Creative Coastal Jewelry Design, with Elizabeth James Perry, 4/2
48 Professors Row
This coming Thursday, our Commons and Commoning gathering will be especially creative: We hope that you will be able to join us for a jewelry design workshop with Aquinnah Wampanoag artist Elizabeth James Perry — a visiting artist with the University Ecologies and the Question of the Commons until May. We will incorporate found shells, beads, and linen into necklaces, bracelets, and earrings, learning about the artists’ traditions and aesthetic choices while playing with materials to make objects ourselves. It will be a wonderful opportunity to learn by doing, listen, share stories and ideas, and just spend time together at an otherwise intense moment of the semester.
We meet at the Center for the Humanities at Tufts (48 Professors Row, Medford) on April 2 at 1PM.

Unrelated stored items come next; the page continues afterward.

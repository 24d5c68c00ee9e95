//! External process runner shared by the mirror manager and the analyzer
//!
//! Every git and cloc invocation goes through [`run_tool`]:
//! 1. Spawn with `tokio::process::Command` (stdin closed, `kill_on_drop`)
//! 2. Race completion against the timeout and the cancellation token
//! 3. Map spawn/exit failures onto [`PipelineError`]
//!
//! Dropping the child on timeout or cancellation kills it, so an abandoned
//! process never outlives the task that started it.

use crate::error::{PipelineError, PipelineResult};
use std::path::{Path, PathBuf};
use std::process::Stdio;
use std::time::Duration;
use tokio::process::Command;
use tokio_util::sync::CancellationToken;
use tracing::{debug, warn};

/// Captured output of a process that exited successfully
#[derive(Debug, Clone)]
pub struct ToolOutput {
    pub stdout: String,
    pub stderr: String,
}

/// A fully described process invocation
#[derive(Debug, Clone)]
pub struct ToolInvocation {
    pub program: String,
    pub args: Vec<String>,
    pub cwd: Option<PathBuf>,
    pub env: Vec<(String, String)>,
    /// 0 disables the timeout
    pub timeout_secs: u64,
    /// Secret substrings and their stand-ins, applied to logs and errors
    masks: Vec<(String, String)>,
}

impl ToolInvocation {
    pub fn new(program: impl Into<String>) -> Self {
        Self {
            program: program.into(),
            args: Vec::new(),
            cwd: None,
            env: Vec::new(),
            timeout_secs: 0,
            masks: Vec::new(),
        }
    }

    pub fn arg(mut self, arg: impl Into<String>) -> Self {
        self.args.push(arg.into());
        self
    }

    pub fn args<I, S>(mut self, args: I) -> Self
    where
        I: IntoIterator<Item = S>,
        S: Into<String>,
    {
        self.args.extend(args.into_iter().map(Into::into));
        self
    }

    pub fn current_dir(mut self, dir: &Path) -> Self {
        self.cwd = Some(dir.to_path_buf());
        self
    }

    pub fn env(mut self, key: impl Into<String>, value: impl Into<String>) -> Self {
        self.env.push((key.into(), value.into()));
        self
    }

    pub fn timeout_secs(mut self, secs: u64) -> Self {
        self.timeout_secs = secs;
        self
    }

    /// Show `shown` wherever `raw` would appear in logs or error messages
    pub fn mask(mut self, raw: impl Into<String>, shown: impl Into<String>) -> Self {
        let raw = raw.into();
        if !raw.is_empty() {
            self.masks.push((raw, shown.into()));
        }
        self
    }

    fn masked(&self, text: &str) -> String {
        self.masks
            .iter()
            .fold(text.to_string(), |acc, (raw, shown)| acc.replace(raw, shown))
    }

    /// Command line as it may be logged
    pub fn display(&self) -> String {
        self.masked(&format!("{} {}", self.program, self.args.join(" ")))
    }
}

/// A git invocation that never blocks on a credential prompt
pub fn git(program: &str) -> ToolInvocation {
    ToolInvocation::new(program).env("GIT_TERMINAL_PROMPT", "0")
}

/// Run an external tool to completion.
///
/// A non-zero exit becomes [`PipelineError::Command`] carrying the trimmed
/// stderr; a missing executable becomes [`PipelineError::ToolMissing`].
pub async fn run_tool(
    invocation: &ToolInvocation,
    cancel: &CancellationToken,
) -> PipelineResult<ToolOutput> {
    if cancel.is_cancelled() {
        return Err(PipelineError::Cancelled);
    }

    let program = &invocation.program;
    debug!("Running {}", invocation.display());

    let mut command = Command::new(program);
    command
        .args(&invocation.args)
        .stdin(Stdio::null())
        .stdout(Stdio::piped())
        .stderr(Stdio::piped())
        .kill_on_drop(true);

    if let Some(dir) = &invocation.cwd {
        command.current_dir(dir);
    }
    for (key, value) in &invocation.env {
        command.env(key, value);
    }

    let child = command.spawn().map_err(|e| {
        if e.kind() == std::io::ErrorKind::NotFound {
            PipelineError::ToolMissing(program.clone())
        } else {
            PipelineError::Io(e)
        }
    })?;

    let wait = child.wait_with_output();
    let output = if invocation.timeout_secs > 0 {
        let limit = Duration::from_secs(invocation.timeout_secs);
        tokio::select! {
            _ = cancel.cancelled() => return Err(PipelineError::Cancelled),
            res = tokio::time::timeout(limit, wait) => match res {
                Ok(out) => out?,
                Err(_) => {
                    warn!("{} timed out after {}s", program, invocation.timeout_secs);
                    return Err(PipelineError::Timeout {
                        program: program.clone(),
                        secs: invocation.timeout_secs,
                    });
                }
            },
        }
    } else {
        tokio::select! {
            _ = cancel.cancelled() => return Err(PipelineError::Cancelled),
            out = wait => out?,
        }
    };

    let stdout = String::from_utf8_lossy(&output.stdout).into_owned();
    let stderr = String::from_utf8_lossy(&output.stderr).into_owned();

    if !output.status.success() {
        return Err(PipelineError::Command {
            program: program.clone(),
            code: output.status.code(),
            stderr: invocation.masked(stderr.trim()),
        });
    }

    Ok(ToolOutput { stdout, stderr })
}
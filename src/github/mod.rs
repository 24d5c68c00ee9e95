//! GitHub API access
//!
//! [`RepositoryApi`] is the seam the orchestrator depends on; the production
//! implementation is [`GitHubClient`] over [`UreqTransport`]. All calls are
//! blocking and are driven from `spawn_blocking` by the pipeline.

mod client;
mod transport;

pub use client::{year_cutoff, GitHubClient, RetryPolicy, DEFAULT_API_URL};
pub use transport::{HttpResponse, HttpTransport, UreqTransport};

use crate::error::PipelineResult;

/// Remote lookups needed by a run
pub trait RepositoryApi: Send + Sync + 'static {
    /// Login of the credential holder; validates the credential
    fn authenticated_user(&self) -> PipelineResult<String>;

    /// Every repository name of `org`, in listing order. Empty on failure.
    fn list_organization_repositories(&self, org: &str) -> PipelineResult<Vec<String>>;

    /// Calendar year (UTC) in which the repository was created
    fn resolve_creation_year(&self, org: &str, repo: &str) -> PipelineResult<i32>;

    /// Newest commit strictly before `year + 1`-01-01T00:00:00Z, if any
    fn resolve_latest_commit_sha(
        &self,
        org: &str,
        repo: &str,
        year: i32,
    ) -> PipelineResult<Option<String>>;
}
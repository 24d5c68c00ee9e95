//! Year-scoped analysis of a local mirror
//!
//! All queries cover the calendar year `[Y-01-01, Y+1-01-01)` in UTC and read
//! the mirror's checked-out history. Failures are reported per call; the
//! orchestrator decides what a failed call means for that year.

mod git_log;
mod lines;

pub use git_log::{
    count_lines_of_output, parse_commit_records, tally_authors, year_bounds, GitLogAnalyzer,
};
pub use lines::sum_code_lines;

use crate::error::PipelineResult;
use crate::models::CommitBatch;
use indexmap::IndexMap;
use std::future::Future;
use std::path::Path;
use tokio_util::sync::CancellationToken;

/// Local history and size queries used for one (repository, year)
pub trait YearAnalyzer: Send + Sync + 'static {
    fn count_commits(
        &self,
        path: &Path,
        year: i32,
        cancel: &CancellationToken,
    ) -> impl Future<Output = PipelineResult<u64>> + Send;

    fn count_by_contributor(
        &self,
        path: &Path,
        year: i32,
        cancel: &CancellationToken,
    ) -> impl Future<Output = PipelineResult<IndexMap<String, u64>>> + Send;

    /// Most recent first
    fn list_commit_details(
        &self,
        path: &Path,
        year: i32,
        cancel: &CancellationToken,
    ) -> impl Future<Output = PipelineResult<CommitBatch>> + Send;

    /// Total code lines of the working copy
    fn count_lines(
        &self,
        path: &Path,
        cancel: &CancellationToken,
    ) -> impl Future<Output = PipelineResult<u64>> + Send;
}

2023 NEA Heritage award recipient Elizabeth James-Perry (Aquinnah Wampanoag) engages with Northeastern Woodlands Native cultural expressions, primarily in sculptural forms of wampum shell-carving and bead-making with its connection to identity and sovereignty, maritime traditions and restorative Native gardening.
She is a culture bearer, lecturer, educator and plant walk leader in addition to textile, wampum and quill work.
Her newest work is a Sea Turtle Mound garden created with the Native students at Amherst College. Following Another Crossing, the artist collaborated on a bead film looks at beadmaking of Native shell carvers and industrialized glass bead factories.